Keywords: microRNA-137, MIR137, schizophrenia, subcortical volume, corpus callosum, multi-site
1. Introduction
Recent research implicates a variant within the host gene (MIR137HG) for microRNA-137 (miR-137) as a contributing factor to the genetic regulation of schizophrenia [1]. The single nucleotide polymorphism (SNP) rs1625579 (MIR137HGrv) showed the strongest association with the illness (p=1.6×10−11) in a large-scale genome-wide association study (GWAS) of the disorder [2], the results of which were recently replicated in an independent dataset [3]. Although MIR137HGrv is particularly relevant to GWAS, other nearby SNPs relating to schizophrenia have been demonstrated to decrease miR-137 expression via altering the secondary structure of the primary transcript (4). Individuals with the MIR137HGrv homozygous schizophrenia-risk genotype express lower levels of miR-137, indicating that the risk polymorphism likely plays a role in regulating microRNA activity and subsequent expression of target genes [5]. While the association of MIR137HGrv with schizophrenia is intriguing, its specific contribution to endophenotypes of the disorder remains unclear. The goal of the present analysis is to elucidate the influence of the MIR137HGrv risk genotype on structural brain variation in schizophrenia.

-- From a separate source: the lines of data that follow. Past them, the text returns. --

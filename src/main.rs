use chrono::{Duration, Utc};
use futures::future::join_all;
use price_oracle::analyzer::AlertClass;
use price_oracle::config::{load_config, AppConfig, ProductConfig};
use price_oracle::model::PriceObservation;
use price_oracle::normalizer::load_observations;
use price_oracle::recommendation::{Recommendation, RecommendationSynthesizer};
use price_oracle::storage::SqliteStorage;
use price_oracle::AnalysisError;
use std::sync::Arc;
use tokio::sync::Mutex;
use tokio::time::{sleep, Duration as TokioDuration};
use tracing::{error, info, warn};

#[tokio::main]
async fn main() {
    // Initialize logging
    tracing_subscriber::fmt::init();

    let config_path = std::env::args().nth(1).unwrap_or_else(|| "config.json".into());
    let config: Arc<AppConfig> = match load_config(&config_path) {
        Ok(cfg) => Arc::new(cfg),
        Err(e) => {
            error!("Config load error: {}", e);
            return;
        }
    };

    let storage = match SqliteStorage::new(&config.database_path) {
        Ok(s) => Arc::new(Mutex::new(s)),
        Err(e) => {
            error!("Failed to initialize storage: {}", e);
            return;
        }
    };

    if let Some(path) = &config.import_path {
        import_history(path, &config.products, storage.clone()).await;
    }

    let synthesizer = Arc::new(RecommendationSynthesizer::new(&config.analysis));

    loop {
        info!("Products to analyze: {}", config.products.len());

        let tasks: Vec<_> = config
            .products
            .iter()
            .map(|product| process_product(product, storage.clone(), synthesizer.clone()))
            .collect();
        join_all(tasks).await;

        let Some(interval) = config.check_interval_seconds else {
            break;
        };
        info!("Waiting {}s for the next run...", interval);
        sleep(TokioDuration::from_secs(interval)).await;
    }
}

async fn import_history(path: &str, products: &[ProductConfig], storage: Arc<Mutex<SqliteStorage>>) {
    info!("Importing price history from {}", path);
    let observations = match load_observations(path, products) {
        Ok(o) => o,
        Err(e) => {
            warn!("Import failed: {}", e);
            return;
        }
    };

    let storage = storage.lock().await;
    let mut saved = 0;
    for obs in &observations {
        match storage.record_price(obs) {
            Ok(()) => saved += 1,
            Err(e) => warn!("DB save error: {}", e),
        }
    }
    info!("Imported {} of {} observations", saved, observations.len());
}

/// Loads one product's history, analyzes it on a blocking worker and stores
/// the outcome.
async fn process_product(
    product: &ProductConfig,
    storage: Arc<Mutex<SqliteStorage>>,
    synthesizer: Arc<RecommendationSynthesizer>,
) {
    info!("Processing product: {}", product.name);

    let since = product
        .history_window_days
        .map(|days| Utc::now() - Duration::days(days));
    let history: Vec<PriceObservation> = match storage.lock().await.price_history(
        &product.name,
        product.store.as_deref(),
        since,
    ) {
        Ok(h) => h,
        Err(e) => {
            warn!("History load error for {}: {}", product.name, e);
            return;
        }
    };
    info!("Loaded {} observations", history.len());

    let today = Utc::now().date_naive();
    let analysis = tokio::task::spawn_blocking(move || synthesizer.analyze(&history, today)).await;

    let recommendation: Recommendation = match analysis {
        Ok(Ok(rec)) => rec,
        Ok(Err(AnalysisError::InsufficientData { actual, .. })) => {
            info!("Not enough history for {} ({} observations)", product.name, actual);
            return;
        }
        Err(e) => {
            error!("Analysis task for {} failed: {}", product.name, e);
            return;
        }
    };

    info!(
        "{}: {:?} ({:.0}% confidence) - {}",
        product.name, recommendation.action, recommendation.confidence, recommendation.message
    );
    for factor in &recommendation.explanation_factors {
        info!("  {}", factor);
    }

    let storage = storage.lock().await;
    if let Some(alert) = &recommendation.alert {
        if matches!(alert.classification, AlertClass::Excellent | AlertClass::Good) {
            info!(
                "Price alert {}: {:.2} (saves {:.2})",
                alert.classification, alert.current_price, alert.potential_savings
            );
            if let Err(e) = storage.save_alert(&product.name, alert) {
                warn!("Alert save failed: {}", e);
            }
        }
    }
    if let Err(e) = storage.record_event("recommendation", &product.name, &recommendation) {
        warn!("Event save failed: {}", e);
    }

    info!("Finished processing product: {}", product.name);
}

Subcortical volumes are abnormal in individuals with schizophrenia, with the largest effect sizes belonging to an increase in the lateral ventricles and to reductions in the hippocampus and thalamus [8; 9]. A recent study by Lett and colleagues [10] assessed the relationship between MIR137HGrv genotype and select subcortical brain volumes, discovering smaller hippocampal volumes and larger lateral ventricles in individuals with schizophrenia but in not healthy controls with a homozygous MIR137HGrv risk allele genotype. However, the analysis examined only three brain regions and included a limited sample size (n=213). In genetic analyses, the importance of replication cannot be overstated, given the small effect sizes and the possibility of false positives. Therefore, further investigation is required to verify these findings and discover the extent to which MIR137HGrv may influence other regions across the brain affected in schizophrenia, including the thalamus, amygdala, and cerebellum [8]. The corpus callosum is also affected in schizophrenia, with different patterns of effect for different subregions of the structure [11].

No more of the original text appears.